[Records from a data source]
*** Begin section ***

//! Buffer, image, and map/unmap transfers.

mod common;

use common::*;

use rocl::{
    enqueue_copy_buffer, enqueue_fill_buffer, enqueue_map_buffer, enqueue_read_buffer_rect,
    enqueue_unmap, enqueue_write_buffer, enqueue_write_buffer_rect, read_buffer_blocking,
    BufferRect, ChannelOrder, ChannelType, CommandQueue, ImageFormat, MapFlags, MemFlags,
    Resource, ResourceKind,
};

#[test]
fn write_then_read_round_trips() {
    let h = harness();
    let buffer = Resource::create_buffer(&h.context, MemFlags::READ_WRITE, 64, None).unwrap();
    let data: Vec<u8> = (0..64).collect();

    enqueue_write_buffer(&h.queue, &buffer, false, 0, &data, &[]).unwrap();
    let mut out = vec![0u8; 64];
    read_buffer_blocking(&h.queue, &buffer, 0, &mut out, &[]).unwrap();
    assert_eq!(out, data);
}

#[test]
fn copy_between_buffers() {
    let h = harness();
    let data = u32s_to_bytes(&[5, 6, 7, 8]);
    let src = Resource::create_buffer(
        &h.context,
        MemFlags::READ_ONLY | MemFlags::COPY_HOST_PTR,
        16,
        Some(&data),
    )
    .unwrap();
    let dst = Resource::create_buffer(&h.context, MemFlags::READ_WRITE, 16, None).unwrap();

    enqueue_copy_buffer(&h.queue, &src, &dst, 0, 0, 16, &[]).unwrap();
    CommandQueue::finish(&h.queue).unwrap();
    assert_eq!(read_u32s(&h, &dst, 4), vec![5, 6, 7, 8]);
}

#[test]
fn overlapping_self_copy_is_rejected() {
    let h = harness();
    let buffer = Resource::create_buffer(&h.context, MemFlags::READ_WRITE, 64, None).unwrap();
    let err = enqueue_copy_buffer(&h.queue, &buffer, &buffer, 0, 8, 16, &[]).unwrap_err();
    assert_eq!(err.code, rocl::error::MEM_COPY_OVERLAP);
    // Disjoint ranges of the same buffer are fine.
    enqueue_copy_buffer(&h.queue, &buffer, &buffer, 0, 32, 16, &[]).unwrap();
    CommandQueue::finish(&h.queue).unwrap();
}

#[test]
fn fill_repeats_the_pattern() {
    let h = harness();
    let buffer = Resource::create_buffer(&h.context, MemFlags::READ_WRITE, 32, None).unwrap();
    enqueue_fill_buffer(&h.queue, &buffer, &0xdeadbeefu32.to_le_bytes(), 0, 32, &[]).unwrap();
    CommandQueue::finish(&h.queue).unwrap();
    assert_eq!(read_u32s(&h, &buffer, 8), vec![0xdeadbeef; 8]);

    let err =
        enqueue_fill_buffer(&h.queue, &buffer, &[1, 2, 3], 0, 32, &[]).unwrap_err();
    assert_eq!(err.code, rocl::error::INVALID_VALUE);
}

#[test]
fn rect_write_and_read_address_rows() {
    let h = harness();
    // A 4x4 byte "surface" with a 4-byte row pitch.
    let buffer = Resource::create_buffer(&h.context, MemFlags::READ_WRITE, 16, None).unwrap();
    enqueue_fill_buffer(&h.queue, &buffer, &[0u8], 0, 16, &[]).unwrap();

    // Write a 2x2 block into the middle.
    let rect = BufferRect {
        buffer_origin: [1, 1, 0],
        host_origin: [0, 0, 0],
        region: [2, 2, 1],
        buffer_row_pitch: 4,
        buffer_slice_pitch: 0,
        host_row_pitch: 2,
        host_slice_pitch: 0,
    };
    enqueue_write_buffer_rect(&h.queue, &buffer, false, rect, &[9, 8, 7, 6], &[]).unwrap();
    CommandQueue::finish(&h.queue).unwrap();

    let mut all = vec![0u8; 16];
    read_buffer_blocking(&h.queue, &buffer, 0, &mut all, &[]).unwrap();
    assert_eq!(
        all,
        vec![
            0, 0, 0, 0, //
            0, 9, 8, 0, //
            0, 7, 6, 0, //
            0, 0, 0, 0,
        ]
    );

    // Read the same block back out.
    let mut block = [0u8; 4];
    unsafe {
        enqueue_read_buffer_rect(&h.queue, &buffer, true, rect, block.as_mut_ptr(), &[])
            .unwrap();
    }
    assert_eq!(block, [9, 8, 7, 6]);
}

#[test]
fn map_for_reading_sees_buffer_contents() {
    let h = harness();
    let data = u32s_to_bytes(&[1, 2, 3, 4]);
    let buffer = Resource::create_buffer(
        &h.context,
        MemFlags::READ_WRITE | MemFlags::COPY_HOST_PTR,
        16,
        Some(&data),
    )
    .unwrap();

    let (_event, ptr) =
        enqueue_map_buffer(&h.queue, &buffer, true, MapFlags::READ, 0, 16, &[]).unwrap();
    let mapped = unsafe { std::slice::from_raw_parts(ptr, 16) };
    assert_eq!(mapped, &data[..]);
    assert_eq!(buffer.map_count(), 1);

    enqueue_unmap(&h.queue, &buffer, ptr, &[]).unwrap();
    CommandQueue::finish(&h.queue).unwrap();
    assert_eq!(buffer.map_count(), 0);
}

#[test]
fn map_write_unmap_updates_the_buffer() {
    let h = harness();
    let buffer = Resource::create_buffer(&h.context, MemFlags::READ_WRITE, 16, None).unwrap();

    let (_event, ptr) = enqueue_map_buffer(
        &h.queue,
        &buffer,
        true,
        MapFlags::WRITE_INVALIDATE_REGION,
        0,
        16,
        &[],
    )
    .unwrap();
    unsafe {
        std::slice::from_raw_parts_mut(ptr, 16).copy_from_slice(&u32s_to_bytes(&[7, 7, 7, 7]));
    }
    enqueue_unmap(&h.queue, &buffer, ptr, &[]).unwrap();
    CommandQueue::finish(&h.queue).unwrap();

    assert_eq!(read_u32s(&h, &buffer, 4), vec![7, 7, 7, 7]);
}

#[test]
fn unmap_of_unknown_pointer_is_rejected() {
    let h = harness();
    let buffer = Resource::create_buffer(&h.context, MemFlags::READ_WRITE, 16, None).unwrap();
    let mut bogus = 0u8;
    let err = enqueue_unmap(&h.queue, &buffer, &mut bogus, &[]).unwrap_err();
    assert_eq!(err.code, rocl::error::INVALID_VALUE);
}

#[test]
fn sub_buffer_aliases_its_parent_region() {
    let h = harness();
    let parent = Resource::create_buffer(
        &h.context,
        MemFlags::READ_WRITE | MemFlags::COPY_HOST_PTR,
        32,
        Some(&u32s_to_bytes(&[0, 1, 2, 3, 4, 5, 6, 7])),
    )
    .unwrap();
    let sub = Resource::create_sub_buffer(&parent, MemFlags::READ_WRITE, 8, 16).unwrap();

    // Writes through the sub-buffer land in the parent.
    enqueue_write_buffer(&h.queue, &sub, false, 0, &u32s_to_bytes(&[90, 91]), &[]).unwrap();
    CommandQueue::finish(&h.queue).unwrap();
    assert_eq!(
        read_u32s(&h, &parent, 8),
        vec![0, 1, 90, 91, 4, 5, 6, 7]
    );

    // Reads through the sub-buffer window the parent.
    let mut out = vec![0u8; 16];
    read_buffer_blocking(&h.queue, &sub, 0, &mut out, &[]).unwrap();
    assert_eq!(out, u32s_to_bytes(&[90, 91, 4, 5]));

    // Nested sub-buffers are invalid.
    let err = Resource::create_sub_buffer(&sub, MemFlags::READ_WRITE, 0, 8).unwrap_err();
    assert_eq!(err.code, rocl::error::INVALID_MEM_OBJECT);
}

#[test]
fn buffer_validation_errors() {
    let h = harness();
    assert_eq!(
        Resource::create_buffer(&h.context, MemFlags::READ_WRITE, 0, None)
            .unwrap_err()
            .code,
        rocl::error::INVALID_BUFFER_SIZE
    );
    assert_eq!(
        Resource::create_buffer(
            &h.context,
            MemFlags::READ_ONLY | MemFlags::WRITE_ONLY,
            16,
            None
        )
        .unwrap_err()
        .code,
        rocl::error::INVALID_VALUE
    );
    assert_eq!(
        Resource::create_buffer(&h.context, MemFlags::COPY_HOST_PTR, 16, None)
            .unwrap_err()
            .code,
        rocl::error::INVALID_HOST_PTR
    );
    let buffer = Resource::create_buffer(&h.context, MemFlags::READ_WRITE, 16, None).unwrap();
    assert_eq!(
        enqueue_write_buffer(&h.queue, &buffer, false, 8, &[0u8; 16], &[])
            .unwrap_err()
            .code,
        rocl::error::INVALID_VALUE
    );
}

#[test]
fn image_write_read_round_trip() {
    let h = harness();
    let format = ImageFormat {
        order: ChannelOrder::Rgba,
        channel_type: ChannelType::Unorm8,
    };
    let image = Resource::create_image(
        &h.context,
        MemFlags::READ_WRITE,
        format,
        ResourceKind::Image2D,
        4,
        4,
        1,
        None,
    )
    .unwrap();

    // Write a 2x2 texel block at (1, 1).
    let texels: Vec<u8> = (0..16).collect();
    rocl::enqueue_write_image(
        &h.queue,
        &image,
        false,
        [1, 1, 0],
        [2, 2, 1],
        0,
        0,
        &texels,
        &[],
    )
    .unwrap();
    CommandQueue::finish(&h.queue).unwrap();

    let mut out = vec![0u8; 16];
    unsafe {
        rocl::enqueue_read_image(
            &h.queue,
            &image,
            true,
            [1, 1, 0],
            [2, 2, 1],
            0,
            0,
            out.as_mut_ptr(),
            &[],
        )
        .unwrap();
    }
    assert_eq!(out, texels);

    // Out-of-bounds regions are rejected.
    let err = rocl::enqueue_write_image(
        &h.queue,
        &image,
        false,
        [3, 3, 0],
        [2, 2, 1],
        0,
        0,
        &texels,
        &[],
    )
    .unwrap_err();
    assert_eq!(err.code, rocl::error::INVALID_VALUE);
}

#[test]
fn image_fill_covers_the_region() {
    let h = harness();
    let format = ImageFormat {
        order: ChannelOrder::R,
        channel_type: ChannelType::Uint32,
    };
    let image = Resource::create_image(
        &h.context,
        MemFlags::READ_WRITE,
        format,
        ResourceKind::Image1D,
        8,
        1,
        1,
        None,
    )
    .unwrap();
    rocl::enqueue_fill_image(
        &h.queue,
        &image,
        &42u32.to_le_bytes(),
        [0, 0, 0],
        [8, 1, 1],
        &[],
    )
    .unwrap();
    CommandQueue::finish(&h.queue).unwrap();

    let mut out = vec![0u8; 32];
    unsafe {
        rocl::enqueue_read_image(
            &h.queue,
            &image,
            true,
            [0, 0, 0],
            [8, 1, 1],
            0,
            0,
            out.as_mut_ptr(),
            &[],
        )
        .unwrap();
    }
    let values: Vec<u32> = out
        .chunks_exact(4)
        .map(|c| u32::from_le_bytes([c[0], c[1], c[2], c[3]]))
        .collect();
    assert_eq!(values, vec![42; 8]);
}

*** End section ***

PROBLEM ->
What is needed is an exact copy of the entries above, from the first line through the line holding "let mut out = vec![0u8; 64];", with both of those lines kept; please give nothing else.

REPLY ->
//! Buffer, image, and map/unmap transfers.

mod common;

use common::*;

use rocl::{
    enqueue_copy_buffer, enqueue_fill_buffer, enqueue_map_buffer, enqueue_read_buffer_rect,
    enqueue_unmap, enqueue_write_buffer, enqueue_write_buffer_rect, read_buffer_blocking,
    BufferRect, ChannelOrder, ChannelType, CommandQueue, ImageFormat, MapFlags, MemFlags,
    Resource, ResourceKind,
};

#[test]
fn write_then_read_round_trips() {
    let h = harness();
    let buffer = Resource::create_buffer(&h.context, MemFlags::READ_WRITE, 64, None).unwrap();
    let data: Vec<u8> = (0..64).collect();

    enqueue_write_buffer(&h.queue, &buffer, false, 0, &data, &[]).unwrap();
    let mut out = vec![0u8; 64];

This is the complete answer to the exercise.